# Introduction

Making decisions can be defined as a process to achieve a desirable result by gathering and comparing all available information.

The ideal situation would be to have all the necessary data (quantitatively and qualitatively), all the necessary time and all the necessary resources (processing power, including brain power) to take the best decision.

In reality, however, we usually don't have all the required technical resources, the necessary time and the required data to make the best decision. And this is still true in the era of big data.

Although we have seen an exponential growth of raw compute power thanks to Moore’s law we also see an exponential growth in data volumes. The growth rate for data volumes seems to be even greater than the one for processing power. (See for example The Moore's Law of Big Data). We still can’t have our cake and eat it 🙁

If we want a fast response, we either reduce the size of the data or the accuracy of the result. If we want accurate results, we need to compromise on time or data volumes.

In other words for data processing we can have fast and big but not accurate, fast and accurate but not big, or big and accurate but not fast, which is neatly depicted in the diagram below.

# Approximate Query Processing.

Approximate Query Processing (AQP) is a data querying method to provide approximate answers to queries at a fraction of the usual cost – bot in terms of time and processing resource: big data and fast but not entirely accurate.

How is it done? We can use sampling techniques or mathematical algorithms that can produce accurate results within an acceptable error margin.

But, when is the use of AQP acceptable? Certainly not for Executive Financial Reporting or Auditing.

However, the main objective for data analytics is not generating some boring financial report, it is rather the reduction of uncertainty in the decision making process. This is accurately captured in the term Decision Support System, which in my opinion is a much better term for working with data than say data warehousing, big data or data lake. DSS reminds us that we are not doing data analytics just for the sake of it. Approximate queries certainly fit the bill here. They reduce uncertainty trading off speed versus accuracy, perfectly acceptable in the vast majority of decision making use cases.

Let’s have a look at an example. We will use the wonderful sampling features of the Snowflake database to illustrate the point.

## Making perfect decisions with imperfect answers. Plotting data-points on a Map

Considering that

- There are a finite number of pixels on your screen, so beyond a certain number of points, there is no difference.
- The human eye cannot notice any visual difference if it is smaller than a certain threshold.
- There is a lot of redundancy in most real-world data-sets, which means a small sample of the entire data-set might lead to the same plot when visualized.
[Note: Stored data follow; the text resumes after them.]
use serde::{Deserialize, Serialize};

use crate::breaks::StructureEvent;
use crate::candle::Candle;

#[derive(Debug, Clone, Copy, PartialEq, Serialize, Deserialize)]
pub struct RetestConfig {
    /// Distance to the level that still counts as a touch, in percent of the level.
    pub tolerance_pct: f64,
    pub max_retest_bars: usize,
}

impl Default for RetestConfig {
    fn default() -> Self {
        Self {
            tolerance_pct: 0.3,
            max_retest_bars: 20,
        }
    }
}

#[derive(Debug, Clone, Copy, PartialEq, Serialize, Deserialize)]
pub struct Retest {
    pub candle_index: usize,
    pub candle_time: i64,
    pub level: f64,
    pub price: f64,
}

/// First candle after the event that comes back to the broken level: lows
/// after a bullish event, highs after a bearish one.
pub fn find_retest(
    candles: &[Candle],
    event: &StructureEvent,
    config: &RetestConfig,
) -> Option<Retest> {
    let level = event.reference_price.unwrap_or(event.price);
    let tolerance = (level * config.tolerance_pct / 100.0).abs();
    let start = event.candle_index + 1;
    let end = start.saturating_add(config.max_retest_bars).min(candles.len());
    if start >= end {
        return None;
    }

    candles[start..end]
        .iter()
        .enumerate()
        .find_map(|(offset, candle)| {
            let price = if event.kind.is_bullish() {
                candle.low
            } else {
                candle.high
            };
            ((price - level).abs() <= tolerance).then_some(Retest {
                candle_index: start + offset,
                candle_time: candle.time,
                level,
                price,
            })
        })
}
It's similar to viewing pictures. You can take that great shot with a professional 30 Megapixel camera. Viewing it on your tablet, you barely see a difference if it had been taken with a compact camera. At least as long as you don't try to zoom in deeply, which you'd probably only do in case you found something interesting to drill into. So, to decide if your data is worth to be looked at in more detail you don’t need to see each and every data point.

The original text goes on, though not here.